CounterPunch's Booktalk

June 17, 2002

George W Bush:
The Man is Stupid

by Joan Smith
The Independent

I have lost count of the times I have been ticked off in recent months, sometimes by quite senior politicians, for suggesting that George W Bush is a complete idiot. He is nowhere near as stupid as he seems, I have been told, a proposition that has some force solely because it is hard to imagine any world leader being afflicted with quite the degree of bovine incomprehension that the President habitually displays. On Monday, for instance, he was on cracking form, announcing in halting English you'd think he'd be fluent by now that a dangerous terrorist had been detained and "is now off the streets, where he should be".

As so often with Bush's pronouncements, what he appeared to say that terrorists should be on US streets was the opposite of what he meant. Unfair, unfair, his defenders will say: we have never claimed that our man is an accomplished public speaker. Fine, but my other reaction to the announcement I am being unusually frank here was, "You credulous git, do you believe every single thing anybody in the administration tells you?" US intelligence agencies are trying to deflect accusations that they failed to pick up warnings of last September's suicide attacks and desperately need the kind of crowing headlines "US foils al-Qa'ida 'dirty bomb' plot" that the announcement prompted.

But the administration was soon backtracking, accused of exaggerating the importance of a US citizen known as Abdullah al-Mujahir, a former Chicago gang member who converted to Islam and changed his name in prison. The deputy defense secretary, Paul Wolfowitz, admitted "there was not an actual plan" to set off a radioactive device in Washington, and it now seems that al-Mujahir's research had not gone much further than surfing the internet. Nor is it clear why he was arrested while on a reconnaissance trip to the US from Pakistan on 8 May, after being under 24-hour surveillance since February, when further observation might have yielded valuable information about al-Qa'ida associates .

Meanwhile, a terrorist whose plans were at a rather more advanced stage succeeded in bombing the US consulate in Karachi on Friday, killing 11 people. None of this seems to have fazed the President, whose announcement about al-Mujahir coincided with a decision to transfer him to military custody, thus avoiding the embarrassment of having the more lurid allegations against him tested in open court. Bush's Defense Secretary, Donald Rumsfeld, was not so lucky, having been foolish enough to make grand claims about al-Qa'ida operating in the disputed border territory of Kashmir without a shred of evidence. Rumsfeld's announcement during a visit to India on Wednesday collapsed under questioning from journalists in Islamabad. "I don't have evidence and the US doesn't have evidence of al-Qa'ida in Kashmir," he admitted.

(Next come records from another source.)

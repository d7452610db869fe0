//! Verification flow: the glue between code entry and the session.
//!
//! Owns the 6-slot [`CodeEntry`] buffer and the resend [`CooldownTimer`],
//! and forwards completed codes to the controller. Methods take `&mut self`,
//! so a submission always finishes before the next input is fed; the
//! non-reentrancy of `request_code` and `login` is enforced structurally.
//!
//! Dropping the flow cancels the countdown task.

use std::sync::Arc;

use breaker_core::phone;

use crate::code_entry::{CodeEntry, TypeOutcome, CODE_LENGTH};
use crate::controller::SessionController;
use crate::cooldown::CooldownTimer;
use crate::types::OperationOutcome;

/// Drives the phone + code entry screens against a session controller.
pub struct VerificationFlow {
    controller: Arc<SessionController>,
    entry: CodeEntry,
    cooldown: Option<CooldownTimer>,
}

impl VerificationFlow {
    /// Creates an idle flow with an empty code buffer and no countdown.
    pub fn new(controller: Arc<SessionController>) -> Self {
        Self {
            controller,
            entry: CodeEntry::new(),
            cooldown: None,
        }
    }

    /// Requests a verification code for a raw phone input.
    ///
    /// Strips formatting, validates the digit count, and on success arms
    /// the 60 second resend countdown.
    pub async fn request_code(&mut self, phone_input: &str) -> OperationOutcome {
        let digits = phone::digits_only(phone_input);
        if !phone::is_valid(&digits) {
            return OperationOutcome::failure("Enter a valid phone number with country code.");
        }

        let outcome = self.controller.request_code(&digits).await;
        if outcome.success {
            self.cooldown = Some(CooldownTimer::start());
        }
        outcome
    }

    /// Re-requests a code for the pending phone number.
    ///
    /// Rejected while the countdown is running or when no verification is
    /// in progress; a successful resend re-arms the countdown.
    pub async fn resend_code(&mut self) -> OperationOutcome {
        let Some(phone_number) = self.controller.phone_number() else {
            return OperationOutcome::failure("No verification in progress. Request a code first.");
        };
        if !self.can_resend() {
            return OperationOutcome::failure(
                "Wait for the countdown before requesting a new code.",
            );
        }

        let outcome = self.controller.request_code(&phone_number).await;
        if outcome.success {
            self.cooldown = Some(CooldownTimer::start());
        }
        outcome
    }

    /// Feeds the text typed into `slot`.
    ///
    /// When this input completes the buffer on the final slot, the code is
    /// submitted automatically and the login outcome is returned.
    pub async fn type_digit(&mut self, slot: usize, input: &str) -> Option<OperationOutcome> {
        match self.entry.type_digit(slot, input) {
            TypeOutcome::Submit(code) => Some(self.submit_code(&code).await),
            TypeOutcome::Accepted | TypeOutcome::Ignored => None,
        }
    }

    /// Backspace pressed on `slot`.
    pub fn backspace(&mut self, slot: usize) {
        self.entry.backspace(slot);
    }

    /// Submits whatever is currently in the buffer.
    ///
    /// Rejects incomplete codes synchronously, without a network call.
    pub async fn submit(&mut self) -> OperationOutcome {
        let code = self.entry.code();
        if code.len() != CODE_LENGTH {
            return OperationOutcome::failure("Enter the 6-digit code.");
        }
        self.submit_code(&code).await
    }

    async fn submit_code(&mut self, code: &str) -> OperationOutcome {
        let outcome = self.controller.login(code).await;
        if !outcome.success {
            // the user retypes the whole code after a rejection
            self.entry.reset();
        }
        outcome
    }

    /// Whether a resend is currently allowed.
    pub fn can_resend(&self) -> bool {
        self.cooldown
            .as_ref()
            .map_or(true, CooldownTimer::can_resend)
    }

    /// Seconds left on the resend countdown, zero when idle.
    pub fn resend_seconds_remaining(&self) -> u32 {
        self.cooldown
            .as_ref()
            .map_or(0, CooldownTimer::seconds_remaining)
    }

    /// The code buffer, for rendering slots and cursor.
    pub fn entry(&self) -> &CodeEntry {
        &self.entry
    }

    /// The controller this flow drives.
    pub fn controller(&self) -> &Arc<SessionController> {
        &self.controller
    }
}
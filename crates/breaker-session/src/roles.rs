//! Administrator role derivation.
//!
//! Pure lookup against a fetched roster snapshot. The caller fetches the
//! roster; when the fetch fails it passes nothing and the answer is false,
//! keeping admin-only surfaces hidden.

use crate::types::Identity;
use breaker_api::AdminEntry;

/// Whether `identity` belongs to an administrator.
///
/// True when the identity with its network suffix stripped equals an
/// entry's phone number, or the raw identity equals an entry's full JID.
/// Exact, case-sensitive comparison; an empty roster yields false.
pub fn is_admin(identity: &Identity, roster: &[AdminEntry]) -> bool {
    let number = identity.phone_number();
    let raw = identity.as_str();
    roster
        .iter()
        .any(|admin| admin.number == number || admin.full_id == raw)
}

That is not to say I underestimate the threat from Islamist groups whose motivation is as much their complex and ambivalent relationship with secular modernity as the genuine grievances the US's uncritical support for Israel and undemocratic regimes such as Saudi Arabia felt by moderate opinion in Arab countries. But what I am suggesting is that the response of Mr Bush and leading figures in his administration, with the exception of his sadly marginalized Secretary of State, Colin Powell, is akin to a bunch of ham actors staging a noisy hunt for pantomime villains. Think about the search for Osama bin Laden and the Taliban leader, Mullah Omar, whose whereabouts appear to be as great a mystery to Bush, Rumsfeld, Dick Cheney and John Ashcroft as they us.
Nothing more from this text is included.